Le protocole fourni décrit l’édition du génome multiplex de S. cerevisiae à l’aide de Cas12a de la bactérie Lachnospiraceae ND2006 en combinaison avec un tableau unique de crRNA et l’ADN du donneur. La conception du tableau de crRNA unique et de l’ADN de donneur est expliquée en détail. Contrairement au système CRISPR/Cas9 bien établi, le CRISPR/Cas12a a la capacité supplémentaire unique de traiter plusieurs crARN exprimés à partir d’un seul tableau crRNA13,33. Grâce à cette fonctionnalité, l’édition simultanée de plusieurs cibles est plus facile à configurer et peut être réalisée en une seule transformation. Cette approche de tableau de crRNA simple a été démontrée avant par Zetsche etautres. 34 qui ont simultanément édité jusqu’à quatre gènes dans les cellules de mammifères en utilisant AsCas12a, et par Swiat et al. 35 qui ont introduit quatre fragments d’ADN dans un génome de levure en utilisant FnCas12a. À notre connaissance, un plus grand nombre de modifications génomiques simultanées utilisant un système Cas12a n’a pas été signalée et la limite maximale de cibles par tableau unique pour Cas12a n’a pas encore été déterminée. D’autres recherches utilisant des tableaux de crRNA simples en combinaison avec Cas12a inclut la régulation transcriptionnelle multiplex dans un large éventail d’organismes33,36,37.

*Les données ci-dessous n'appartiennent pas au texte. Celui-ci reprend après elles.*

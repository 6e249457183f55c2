//! Client-level error types shared by the token manager, rate limiter, decoders, and transport.

// self
use crate::{_prelude::*, auth::IdentifierError};

/// Client-wide result type alias returning [`Error`] by default.
pub type Result<T, E = Error> = std::result::Result<T, E>;

type BoxError = Box<dyn std::error::Error + Send + Sync>;

/// Canonical client error exposed by public APIs.
#[derive(Debug, ThisError)]
pub enum Error {
	/// Local configuration problem.
	#[error(transparent)]
	Config(#[from] ConfigError),

	/// Login response carried a `message` field (or a non-success status).
	#[error("Authentication failed: {message}.")]
	AuthenticationFailed {
		/// Message returned by the login endpoint.
		message: String,
	},
	/// Local admission check rejected the call; back off until `retry_at`.
	#[error("Exceeded calls to the REST API ({count}) of ({max}) within the rate window.")]
	RateLimitExceeded {
		/// Calls counted in the trailing window, including the rejected one.
		count: usize,
		/// Configured maximum per window.
		max: usize,
		/// Instant the oldest counted call leaves the window.
		retry_at: OffsetDateTime,
	},
	/// Decoder met an unrecognized `device_type`/`type` combination.
	#[error("Unknown device type `{device_type}`{}.", describe_specific(.specific))]
	UnknownDeviceType {
		/// Value of the `device_type` discriminator, or `Unknown` when missing.
		device_type: String,
		/// Value of the `type` discriminator for camera devices.
		specific: Option<String>,
	},
	/// Transport produced no response (network failure before any status code).
	#[error("No response from HTTP call to {url}.")]
	NoResponse {
		/// Target URL of the failed call.
		url: String,
		/// Transport failure, when one was reported.
		#[source]
		source: Option<TransportError>,
	},
	/// Transport gave up waiting for the server.
	#[error("HTTP call to {url} timed out after {after}.")]
	Timeout {
		/// Target URL of the failed call.
		url: String,
		/// Configured timeout.
		after: Duration,
	},
	/// Response body carried a `message` field or the status was not successful.
	#[error("REST API returned an error: {message}.")]
	Api {
		/// Vendor-supplied message (or an HTTP status summary).
		message: String,
		/// HTTP status code of the response.
		status: Option<u16>,
		/// Retry-After hint from upstream, if supplied.
		retry_after: Option<Duration>,
	},
	/// Value handed to an identity-resolution helper has no usable identifier.
	#[error("Invalid resource identifier: {reason}.")]
	InvalidIdentifier {
		/// Why the value was rejected.
		reason: String,
	},
	/// Response body was not valid JSON or did not match the expected structure.
	#[error("REST API returned a body that could not be parsed.")]
	ResponseParse {
		/// Structured parsing failure.
		#[source]
		source: serde_path_to_error::Error<serde_json::Error>,
		/// HTTP status code, when available.
		status: Option<u16>,
	},
	/// JSON was valid but did not have the expected shape.
	#[error("Malformed payload: {reason}.")]
	MalformedPayload {
		/// Description of the mismatch.
		reason: String,
	},
}
impl Error {
	/// Returns `true` for errors that a caller may retry after backing off.
	pub fn is_retryable(&self) -> bool {
		matches!(self, Self::RateLimitExceeded { .. } | Self::NoResponse { .. } | Self::Timeout { .. })
	}

	pub(crate) fn malformed(reason: impl Into<String>) -> Self {
		Self::MalformedPayload { reason: reason.into() }
	}
}

/// Configuration and validation failures raised by the client.
#[derive(Debug, ThisError)]
pub enum ConfigError {
	/// HTTP client could not be constructed.
	#[error("HTTP client could not be constructed.")]
	HttpClientBuild {
		/// Underlying transport builder failure.
		#[source]
		source: BoxError,
	},
	/// Endpoint URL could not be assembled.
	#[error("Endpoint URL `{url}` is invalid.")]
	InvalidUrl {
		/// Offending URL text.
		url: String,
		/// Underlying parsing failure.
		#[source]
		source: url::ParseError,
	},
	/// Origin override cannot carry path segments.
	#[error("Origin override `{url}` cannot be used as a base URL.")]
	InvalidOrigin {
		/// Offending URL text.
		url: String,
	},
	/// Header name or value is not a valid HTTP token.
	#[error("Header `{name}` is invalid.")]
	InvalidHeader {
		/// Offending header name.
		name: String,
	},
	/// Duration option is out of range.
	#[error("The {field} duration is invalid: {reason}.")]
	InvalidDuration {
		/// Option name.
		field: &'static str,
		/// Why the value was rejected.
		reason: &'static str,
	},
	/// Rate limiter would reject every call.
	#[error("Rate limit must admit at least one call per window.")]
	ZeroRateLimit,
	/// Region identifier failed validation.
	#[error(transparent)]
	InvalidRegion(#[from] IdentifierError),
	/// Path template references a parameter the caller did not supply.
	#[error("Path template `{template}` is missing the `{name}` parameter.")]
	MissingPathParam {
		/// Template being rendered.
		template: String,
		/// Placeholder without a value.
		name: String,
	},
	/// Path template has unbalanced braces.
	#[error("Path template `{template}` is malformed.")]
	InvalidPathTemplate {
		/// Template being rendered.
		template: String,
	},
}
impl ConfigError {
	/// Wraps a transport's builder failure inside [`ConfigError`].
	pub fn http_client_build(src: impl 'static + Send + Sync + std::error::Error) -> Self {
		Self::HttpClientBuild { source: Box::new(src) }
	}
}
#[cfg(feature = "reqwest")]
impl From<ReqwestError> for ConfigError {
	fn from(e: ReqwestError) -> Self {
		Self::http_client_build(e)
	}
}

/// Transport-level failures (network, IO, timeouts).
#[derive(Debug, ThisError)]
pub enum TransportError {
	/// Underlying HTTP client reported a network failure.
	#[error("Network error occurred while calling the REST API.")]
	Network {
		/// Transport-specific network error.
		#[source]
		source: BoxError,
	},
	/// Request exceeded its timeout.
	#[error("Request timed out while calling the REST API.")]
	Timeout,
	/// Underlying IO failure surfaced during transport.
	#[error("I/O error occurred while calling the REST API.")]
	Io(#[from] std::io::Error),
}
impl TransportError {
	/// Wraps a transport-specific network error.
	pub fn network(src: impl 'static + Send + Sync + std::error::Error) -> Self {
		Self::Network { source: Box::new(src) }
	}

	/// Converts the transport failure into the client error seen by callers.
	pub(crate) fn into_error(self, url: &Url, after: Duration) -> Error {
		match self {
			Self::Timeout => Error::Timeout { url: url.to_string(), after },
			other => Error::NoResponse { url: url.to_string(), source: Some(other) },
		}
	}
}
#[cfg(feature = "reqwest")]
impl From<ReqwestError> for TransportError {
	fn from(e: ReqwestError) -> Self {
		if e.is_timeout() { Self::Timeout } else { Self::network(e) }
	}
}

fn describe_specific(specific: &Option<String>) -> String {
	specific.as_deref().map(|value| format!(" (`{value}`)")).unwrap_or_default()
}

#[cfg(test)]
mod tests {
	// self
	use super::*;

	#[test]
	fn unknown_device_type_formats_specific_when_present() {
		let camera = Error::UnknownDeviceType {
			device_type: "camera".into(),
			specific: Some("foo".into()),
		};
		let thermostat = Error::UnknownDeviceType { device_type: "thermostat".into(), specific: None };

		assert_eq!(camera.to_string(), "Unknown device type `camera` (`foo`).");
		assert_eq!(thermostat.to_string(), "Unknown device type `thermostat`.");
	}

	#[test]
	fn transport_timeout_maps_to_timeout_error() {
		let url = Url::parse("https://rest.prde.immedia-semi.com/networks")
			.expect("Fixture URL should parse.");
		let err = TransportError::Timeout.into_error(&url, Duration::seconds(5));

		assert!(matches!(err, Error::Timeout { after, .. } if after == Duration::seconds(5)));
		assert!(err.is_retryable());

		let err = TransportError::Io(std::io::Error::other("reset")).into_error(&url, Duration::ZERO);

		match err {
			Error::NoResponse { url, source } => {
				assert_eq!(url, "https://rest.prde.immedia-semi.com/networks");
				assert!(matches!(source, Some(TransportError::Io(_))));
			},
			other => panic!("Unexpected error variant: {other:?}."),
		}
	}
}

Il y a quelques étapes critiques dans le protocole présenté. Concevez soigneusement toutes les séquences d’ADN qui sont impliquées dans l’expérience d’édition du génome Cas12a, en particulier dans le cas où de nouvelles séquences d’ADN sont introduites. Déterminer la fonctionnalité des nouvelles séquences d’espaceurs faisant partie d’un crRNA, par exemple par une expérience d’édition du génome singleplex telle que décrite par Verwaal et al. 19 avant de les combiner en un seul tableau crRNA. Suivez les recommandations pour la préparation des solutions tampon de transformation utilisées dans l’expérience d’édition Cas12a pour atteindre une bonne efficacité de transformation de la levure.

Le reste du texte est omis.